Understanding the Novel Role of the Yeast Homolog of CTNS in the Early Secretory Pathway
Fellow: Julia Zhu
Mentor: Richa Sardana
DESCRIPTION (provided by applicant):
Cystinosis is a genetic disease caused by mutations in the CTNS gene, which in the most severe cases results in end-stage renal failure and death. The CTNS protein has been studied extensively as a lysosomal cystine transporter, but restoration of cystine export at the lysosome is insufficient to treat disease symptoms, suggesting that CTNS has additional cellular functions. CTNS has previously been reported to have an alternative splicing isoform, CTNS-LKG, that localizes not only to the lysosome but also to other subcellular localizations such as the Golgi and plasma membrane, suggesting that it may function outside of lysosomal cystine export. Ers1 is the yeast homolog of human CTNS and has been identified in genetic screens to be involved in the maintenance of ER and Golgi proteins. However, the mechanism by which Ers1 functions in this process is unknown. My lab recently observed that Ers1 is localized at the early Golgi in yeast, is a multicopy suppressor of mutants defective in Golgi protein recycling, and exhibits genetic interaction with mutants defective in ER/Golgi redox homeostasis, further supporting its functions at the ER/Golgi. Overall, I hypothesize that Ers1 contributes to maintaining ER/Golgi homeostasis through a mechanism outside of its known lysosomal cystine transport function.
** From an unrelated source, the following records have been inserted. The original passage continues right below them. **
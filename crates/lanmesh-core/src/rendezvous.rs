//! Rendezvous-side collaborator interfaces
//!
//! The rendezvous server (sign-in, peer introduction, room placement) is
//! external to this stack. These traits are the slice of it the overlay
//! consumes; the hosting application provides the live implementations.

use std::fmt::{self, Display};
use std::sync::atomic::{AtomicBool, Ordering};

use serde::{Deserialize, Serialize};
use uuid::Uuid;

use crate::peer_id::PeerId;

/// Identifier of the room a peer was placed in at sign-in
#[derive(Debug, Clone, Copy, PartialEq, Eq, Hash, Serialize, Deserialize)]
pub struct RoomId(Uuid);

impl RoomId {
    /// Create a room id from raw bytes
    pub const fn from_bytes(bytes: [u8; 16]) -> Self {
        Self(Uuid::from_bytes(bytes))
    }

    /// Generate a fresh random room id
    pub fn random() -> Self {
        Self(Uuid::new_v4())
    }
}

impl Display for RoomId {
    fn fmt(&self, f: &mut fmt::Formatter<'_>) -> fmt::Result {
        write!(f, "{}", self.0.simple())
    }
}

/// State of the link to the rendezvous server
pub trait ServerLink: Send + Sync {
    /// Whether the rendezvous connection is up
    fn is_connected(&self) -> bool;

    /// Whether sign-in completed
    fn is_signed_in(&self) -> bool;

    /// The peer id the server assigned at sign-in
    fn user_id(&self) -> PeerId;
}

/// The room placement the rendezvous server reported
pub trait RoomInfo: Send + Sync {
    /// The current room
    fn room_id(&self) -> RoomId;
}

/// Fixed [`ServerLink`] for tests and early startup
pub struct StaticServerLink {
    user_id: PeerId,
    connected: AtomicBool,
    signed_in: AtomicBool,
}

impl StaticServerLink {
    /// Create a server link in the signed-in state
    pub fn signed_in(user_id: PeerId) -> Self {
        Self {
            user_id,
            connected: AtomicBool::new(true),
            signed_in: AtomicBool::new(true),
        }
    }

    /// Create a server link that never signed in
    pub fn offline(user_id: PeerId) -> Self {
        Self {
            user_id,
            connected: AtomicBool::new(false),
            signed_in: AtomicBool::new(false),
        }
    }

    /// Flip the connected flag
    pub fn set_connected(&self, connected: bool) {
        self.connected.store(connected, Ordering::Release);
    }

    /// Flip the signed-in flag
    pub fn set_signed_in(&self, signed_in: bool) {
        self.signed_in.store(signed_in, Ordering::Release);
    }
}

impl ServerLink for StaticServerLink {
    fn is_connected(&self) -> bool {
        self.connected.load(Ordering::Acquire)
    }

    fn is_signed_in(&self) -> bool {
        self.signed_in.load(Ordering::Acquire)
    }

    fn user_id(&self) -> PeerId {
        self.user_id
    }
}

/// Fixed [`RoomInfo`] for tests
pub struct StaticRoomInfo {
    room_id: RoomId,
}

impl StaticRoomInfo {
    /// Create room info for a fixed room
    pub fn new(room_id: RoomId) -> Self {
        Self { room_id }
    }
}

impl RoomInfo for StaticRoomInfo {
    fn room_id(&self) -> RoomId {
        self.room_id
    }
}
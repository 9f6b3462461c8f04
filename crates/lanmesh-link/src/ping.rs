//! Round-trip probing of one link
//!
//! A [`PingChecker`] serves one in-flight probe at a time; each
//! connection owns its own checker, so concurrent sweeps across many
//! links still run in parallel.

use std::time::{Duration, Instant};

use tokio::sync::{Mutex, oneshot};
use tracing::trace;

use lanmesh_core::OverlayMessage;

use crate::connection::Connection;

/// Single-probe round-trip checker
pub struct PingChecker {
    timeout: Duration,
    in_flight: Mutex<()>,
}

impl PingChecker {
    /// Create a checker with the given probe deadline
    pub fn new(timeout: Duration) -> Self {
        Self {
            timeout,
            in_flight: Mutex::new(()),
        }
    }

    /// Probe the round trip once
    ///
    /// Sends a freshly-tokened probe and waits for the matching response.
    /// Returns the elapsed milliseconds, or `u32::MAX` when the deadline
    /// passes or the probe cannot be sent.
    pub async fn check_ping(&self, conn: &Connection) -> u32 {
        let _probe = self.in_flight.lock().await;

        let token = rand::random::<u32>();
        let (done, response) = oneshot::channel();
        conn.register_ping(token, done);

        let start = Instant::now();
        if conn
            .send_message(&OverlayMessage::PingReq { token })
            .await
            .is_err()
        {
            conn.forget_ping(token);
            return u32::MAX;
        }

        match tokio::time::timeout(self.timeout, response).await {
            Ok(Ok(())) => {
                let elapsed = start.elapsed().as_millis() as u32;
                trace!(token, elapsed, "Ping answered");
                elapsed
            }
            _ => {
                conn.forget_ping(token);
                u32::MAX
            }
        }
    }
}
In this project, I aim to use a proteomics and live-cell fluorescence microscopy-based approach to identify ER and Golgi proteins whose localization is dependent on Ers1 function (Aim 1). Based on a Golgi isolation method that I have already optimized, I will also use untargeted metabolomics to compare the metabolome of the Golgi compartment of WT and ers1Δ yeast cells to identify the solute transported by Ers1 across the Golgi membrane (Aim 2). I also plan to understand the role of Ers1 in regulating redox homeostasis at the Golgi by functionally characterizing its genetic interaction with the ER/Golgi glutaredoxins Grx6 and Grx7 (Aim 3). Understanding how Ers1 contributes to ER/Golgi proteostasis is of biomedical significance because the function of Ers1 at the ER/Golgi may be conserved in the LKG isoform of human CTNS and be relevant to disease pathology.